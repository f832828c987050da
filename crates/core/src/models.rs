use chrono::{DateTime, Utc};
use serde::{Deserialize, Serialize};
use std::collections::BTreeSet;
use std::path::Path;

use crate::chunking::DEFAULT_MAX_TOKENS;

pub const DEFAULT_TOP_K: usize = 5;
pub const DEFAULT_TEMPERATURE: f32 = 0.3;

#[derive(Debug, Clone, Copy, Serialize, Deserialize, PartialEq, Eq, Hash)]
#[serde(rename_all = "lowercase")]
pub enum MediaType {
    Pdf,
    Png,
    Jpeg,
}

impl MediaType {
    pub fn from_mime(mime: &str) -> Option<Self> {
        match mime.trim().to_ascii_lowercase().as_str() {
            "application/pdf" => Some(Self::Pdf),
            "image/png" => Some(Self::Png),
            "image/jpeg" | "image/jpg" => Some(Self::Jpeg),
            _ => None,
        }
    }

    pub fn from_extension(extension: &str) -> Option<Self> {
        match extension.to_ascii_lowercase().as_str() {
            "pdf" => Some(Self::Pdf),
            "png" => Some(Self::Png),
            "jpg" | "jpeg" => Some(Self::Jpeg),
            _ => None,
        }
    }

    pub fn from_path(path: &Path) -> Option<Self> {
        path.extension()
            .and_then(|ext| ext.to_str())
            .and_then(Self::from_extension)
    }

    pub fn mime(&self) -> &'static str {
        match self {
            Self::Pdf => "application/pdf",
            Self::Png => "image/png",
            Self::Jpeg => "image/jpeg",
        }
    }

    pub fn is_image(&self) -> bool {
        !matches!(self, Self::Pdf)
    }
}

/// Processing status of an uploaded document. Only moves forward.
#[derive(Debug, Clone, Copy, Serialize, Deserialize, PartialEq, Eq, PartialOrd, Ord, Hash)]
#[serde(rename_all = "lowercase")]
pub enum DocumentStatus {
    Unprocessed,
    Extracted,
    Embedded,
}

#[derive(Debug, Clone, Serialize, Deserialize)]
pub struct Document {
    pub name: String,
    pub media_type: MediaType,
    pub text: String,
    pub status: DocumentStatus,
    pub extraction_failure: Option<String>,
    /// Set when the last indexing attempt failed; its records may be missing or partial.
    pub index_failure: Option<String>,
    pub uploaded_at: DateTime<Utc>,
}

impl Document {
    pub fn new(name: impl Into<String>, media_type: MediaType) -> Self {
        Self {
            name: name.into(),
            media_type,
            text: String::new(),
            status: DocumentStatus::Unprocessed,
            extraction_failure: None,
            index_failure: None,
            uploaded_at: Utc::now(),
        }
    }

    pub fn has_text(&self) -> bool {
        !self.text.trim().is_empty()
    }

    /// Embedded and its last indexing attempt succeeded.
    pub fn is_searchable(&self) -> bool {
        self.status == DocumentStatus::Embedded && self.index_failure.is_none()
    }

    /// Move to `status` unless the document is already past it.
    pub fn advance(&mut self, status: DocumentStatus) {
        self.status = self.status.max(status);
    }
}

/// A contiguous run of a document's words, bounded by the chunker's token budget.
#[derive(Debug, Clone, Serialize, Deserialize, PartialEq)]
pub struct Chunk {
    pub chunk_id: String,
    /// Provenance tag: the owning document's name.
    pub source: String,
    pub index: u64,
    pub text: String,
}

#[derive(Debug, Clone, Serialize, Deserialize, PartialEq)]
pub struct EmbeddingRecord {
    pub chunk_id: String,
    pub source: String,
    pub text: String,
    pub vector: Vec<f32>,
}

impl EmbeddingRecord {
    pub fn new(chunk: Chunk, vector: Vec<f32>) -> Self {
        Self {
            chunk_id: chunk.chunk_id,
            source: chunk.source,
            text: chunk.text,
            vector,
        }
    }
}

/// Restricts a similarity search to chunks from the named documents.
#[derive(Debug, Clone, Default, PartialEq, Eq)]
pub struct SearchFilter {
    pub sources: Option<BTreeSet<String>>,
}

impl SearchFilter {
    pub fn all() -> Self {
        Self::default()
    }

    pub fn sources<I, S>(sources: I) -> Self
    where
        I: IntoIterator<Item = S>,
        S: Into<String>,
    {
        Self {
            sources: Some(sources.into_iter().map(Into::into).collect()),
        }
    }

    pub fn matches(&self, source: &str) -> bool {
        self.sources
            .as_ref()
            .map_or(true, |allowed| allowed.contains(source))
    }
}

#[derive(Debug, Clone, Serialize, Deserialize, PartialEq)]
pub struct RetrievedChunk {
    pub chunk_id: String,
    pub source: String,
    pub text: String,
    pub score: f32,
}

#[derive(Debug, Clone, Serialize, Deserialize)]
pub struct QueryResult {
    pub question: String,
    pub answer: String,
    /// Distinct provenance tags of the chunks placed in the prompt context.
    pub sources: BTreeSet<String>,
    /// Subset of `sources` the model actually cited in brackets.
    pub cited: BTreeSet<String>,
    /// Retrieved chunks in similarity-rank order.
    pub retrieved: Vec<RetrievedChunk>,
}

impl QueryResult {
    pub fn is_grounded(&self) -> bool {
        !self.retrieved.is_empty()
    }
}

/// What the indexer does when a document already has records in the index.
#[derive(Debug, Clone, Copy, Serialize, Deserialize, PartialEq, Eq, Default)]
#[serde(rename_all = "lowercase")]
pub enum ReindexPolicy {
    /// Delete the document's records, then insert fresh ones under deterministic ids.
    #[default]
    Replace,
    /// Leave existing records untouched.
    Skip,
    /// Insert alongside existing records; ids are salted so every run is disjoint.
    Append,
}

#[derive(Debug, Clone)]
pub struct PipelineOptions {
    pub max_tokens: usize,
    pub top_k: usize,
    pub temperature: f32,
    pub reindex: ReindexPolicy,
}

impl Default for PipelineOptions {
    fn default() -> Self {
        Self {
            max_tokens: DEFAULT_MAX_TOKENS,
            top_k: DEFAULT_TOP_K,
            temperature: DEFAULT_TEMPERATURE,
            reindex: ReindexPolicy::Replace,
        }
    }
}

• _Exercise instructions_
Would you quote everything above from the line containing "pub fn sources<I, S>(sources: I) -> Self" down to the line containing "pub fn is_grounded(&self)"? Include both of those lines and nothing else.

• _Your solution_
    pub fn sources<I, S>(sources: I) -> Self
    where
        I: IntoIterator<Item = S>,
        S: Into<String>,
    {
        Self {
            sources: Some(sources.into_iter().map(Into::into).collect()),
        }
    }

    pub fn matches(&self, source: &str) -> bool {
        self.sources
            .as_ref()
            .map_or(true, |allowed| allowed.contains(source))
    }
}

#[derive(Debug, Clone, Serialize, Deserialize, PartialEq)]
pub struct RetrievedChunk {
    pub chunk_id: String,
    pub source: String,
    pub text: String,
    pub score: f32,
}

#[derive(Debug, Clone, Serialize, Deserialize)]
pub struct QueryResult {
    pub question: String,
    pub answer: String,
    /// Distinct provenance tags of the chunks placed in the prompt context.
    pub sources: BTreeSet<String>,
    /// Subset of `sources` the model actually cited in brackets.
    pub cited: BTreeSet<String>,
    /// Retrieved chunks in similarity-rank order.
    pub retrieved: Vec<RetrievedChunk>,
}

impl QueryResult {
    pub fn is_grounded(&self) -> bool {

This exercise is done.